▸ **Try it**
Only the lines from the top of the data through the line with "use tokio::io::AsyncWriteExt;" should be repeated, each exactly as written.

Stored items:
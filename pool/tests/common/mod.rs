#![allow(dead_code)]

use anyhow::{anyhow, Result};
use async_trait::async_trait;
use serde_json::{json, Value};
use std::net::SocketAddr;
use std::sync::{Arc, Mutex};
use tokio::io::AsyncWriteExt;
use tokio::net::tcp::{OwnedReadHalf, OwnedWriteHalf};
use tokio::net::TcpStream;
use tokio_util::codec::{FramedRead, LinesCodec};
use futures::StreamExt;

use cn_pool::banning::BanManager;
use cn_pool::blockchain::codec::{encode_address, write_varint, PowHasher, NONCE_OFFSET};
use cn_pool::blockchain::{BlockTemplateManager, CryptonoteCodec, DaemonRpc, RawTemplate};
use cn_pool::config::{Config, PortConfig};
use cn_pool::session::SessionRegistry;
use cn_pool::shares::{BlockRecord, ShareRecord, ShareTag, StatsStore};
use cn_pool::stratum::StratumServer;

/// Block with a version 2 coinbase whose extra ends in an 8-byte reserve,
/// followed by one transaction hash.
pub fn template(height: u64, marker: u8, difficulty: u64) -> RawTemplate {
    let mut blob = vec![16, 16];
    blob.extend(write_varint(1_710_000_000));
    blob.extend_from_slice(&[marker; 32]);
    blob.extend_from_slice(&[0; 4]);
    blob.extend(write_varint(2));
    blob.extend(write_varint(height + 60));
    blob.extend_from_slice(&[1, 0xff]);
    blob.extend(write_varint(height));
    blob.push(1);
    blob.extend(write_varint(350_000_000_000));
    blob.push(0x02);
    blob.extend_from_slice(&[0x11; 32]);
    blob.extend(write_varint(43));
    blob.push(0x01);
    blob.extend_from_slice(&[0x22; 32]);
    blob.extend_from_slice(&[0x02, 0x08]);
    let reserved_offset = blob.len();
    blob.extend_from_slice(&[0; 8]);
    blob.push(0);
    blob.push(1);
    blob.extend_from_slice(&[0x33; 32]);

    RawTemplate {
        blocktemplate_blob: hex::encode(&blob),
        difficulty,
        height,
        reserved_offset,
        seed_hash: hex::encode([0x42; 32]),
        prev_hash: hex::encode([marker; 32]),
    }
}

pub fn wallet() -> String {
    encode_address(18, &[3; 32], &[4; 32])
}

pub struct StaticDaemon {
    template: Mutex<RawTemplate>,
    pub submitted: Mutex<Vec<String>>,
}

impl StaticDaemon {
    pub fn new(template: RawTemplate) -> Self {
        Self {
            template: Mutex::new(template),
            submitted: Mutex::new(Vec::new()),
        }
    }

    pub fn set_template(&self, template: RawTemplate) {
        *self.template.lock().unwrap() = template;
    }
}

#[async_trait]
impl DaemonRpc for StaticDaemon {
    async fn get_block_template(&self, _reserve_size: u32, _wallet: &str) -> Result<RawTemplate> {
        Ok(self.template.lock().unwrap().clone())
    }

    async fn get_block_count(&self) -> Result<u64> {
        Ok(self.template.lock().unwrap().height)
    }

    async fn get_block_hash(&self, _height: u64) -> Result<String> {
        Ok(self.template.lock().unwrap().prev_hash.clone())
    }

    async fn submit_block(&self, blob_hex: &str) -> Result<()> {
        if blob_hex.is_empty() {
            return Err(anyhow!("empty block"));
        }
        self.submitted.lock().unwrap().push(blob_hex.to_string());
        Ok(())
    }
}

#[derive(Default)]
pub struct CountingStats {
    pub shares: Mutex<Vec<(ShareRecord, Option<BlockRecord>)>>,
    pub infractions: Mutex<Vec<ShareTag>>,
}

#[async_trait]
impl StatsStore for CountingStats {
    async fn add_worker(&self, _login: &str) -> Result<()> {
        Ok(())
    }

    async fn record_share(&self, share: &ShareRecord, block: Option<&BlockRecord>) -> Result<()> {
        self.shares.lock().unwrap().push((share.clone(), block.cloned()));
        Ok(())
    }

    async fn record_infraction(&self, _share: &ShareRecord, tag: ShareTag) -> Result<()> {
        self.infractions.lock().unwrap().push(tag);
        Ok(())
    }
}

pub struct Pool {
    pub addr: SocketAddr,
    pub daemon: Arc<StaticDaemon>,
    pub stats: Arc<CountingStats>,
    pub templates: Arc<BlockTemplateManager>,
    pub server: Arc<StratumServer>,
}

/// Start a pool on an ephemeral localhost port with the given hasher.
pub async fn start_pool(port_difficulty: u64, network_difficulty: u64, hasher: Arc<dyn PowHasher>) -> Pool {
    let mut cfg = Config::default();
    cfg.pool_server.host = "127.0.0.1".to_string();
    cfg.pool_server.ports = vec![PortConfig {
        port: 0,
        difficulty: port_difficulty,
        desc: "test".to_string(),
        tls: false,
    }];
    cfg.pool_server.var_diff.min_diff = 1;

    let daemon = Arc::new(StaticDaemon::new(template(1_000, 1, network_difficulty)));
    let templates = Arc::new(BlockTemplateManager::new(daemon.clone(), &cfg.pool_server));
    assert!(templates.tick().await);

    let stats = Arc::new(CountingStats::default());
    let server = Arc::new(
        StratumServer::new(
            &cfg,
            daemon.clone(),
            templates.clone(),
            Arc::new(CryptonoteCodec),
            hasher,
            stats.clone(),
            Arc::new(BanManager::new(cfg.pool_server.banning.clone(), None)),
            Arc::new(SessionRegistry::new()),
        )
        .unwrap(),
    );

    let weak = Arc::downgrade(&server);
    templates.on_template_change(move |template| {
        let weak = weak.clone();
        Box::pin(async move {
            if let Some(server) = weak.upgrade() {
                server.broadcast_new_job(template).await;
            }
        })
    });

    let listeners = server.bind_ports().unwrap();
    let addr = listeners[0].listener.local_addr().unwrap();
    server.spawn_listeners(listeners);

    Pool { addr, daemon, stats, templates, server }
}

pub struct Miner {
    lines: FramedRead<OwnedReadHalf, LinesCodec>,
    writer: OwnedWriteHalf,
    next_id: u64,
}

impl Miner {
    pub async fn connect(addr: SocketAddr) -> Self {
        let stream = TcpStream::connect(addr).await.unwrap();
        let (reader, writer) = stream.into_split();
        Self {
            lines: FramedRead::new(reader, LinesCodec::new()),
            writer,
            next_id: 1,
        }
    }

    pub async fn send_raw(&mut self, line: &str) {
        self.writer.write_all(line.as_bytes()).await.unwrap();
        self.writer.write_all(b"\n").await.unwrap();
    }

    pub async fn read(&mut self) -> Value {
        let line = self.lines.next().await.unwrap().unwrap();
        serde_json::from_str(&line).unwrap()
    }

    pub async fn call(&mut self, method: &str, params: Value) -> Value {
        let id = self.next_id;
        self.next_id += 1;
        self.send_raw(&json!({"id": id, "jsonrpc": "2.0", "method": method, "params": params}).to_string())
            .await;
        loop {
            let msg = self.read().await;
            if msg["id"] == json!(id) {
                return msg;
            }
        }
    }
}

/// Hash a miner would report for `nonce`: the nonce goes straight into the
/// job's hashing blob.
pub fn solve(job: &Value, nonce: &str, hasher: &dyn PowHasher) -> String {
    let mut blob = hex::decode(job["blob"].as_str().unwrap()).unwrap();
    let nonce_bytes = hex::decode(nonce).unwrap();
    blob[NONCE_OFFSET..NONCE_OFFSET + 4].copy_from_slice(&nonce_bytes);
    let seed = hex::decode(job["seed_hash"].as_str().unwrap()).unwrap();
    hex::encode(hasher.hash(&blob, &seed).unwrap())
}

▸ **Task response**
filename pool/tests/common/mod.rs
#![allow(dead_code)]

use anyhow::{anyhow, Result};
use async_trait::async_trait;
use serde_json::{json, Value};
use std::net::SocketAddr;
use std::sync::{Arc, Mutex};
use tokio::io::AsyncWriteExt;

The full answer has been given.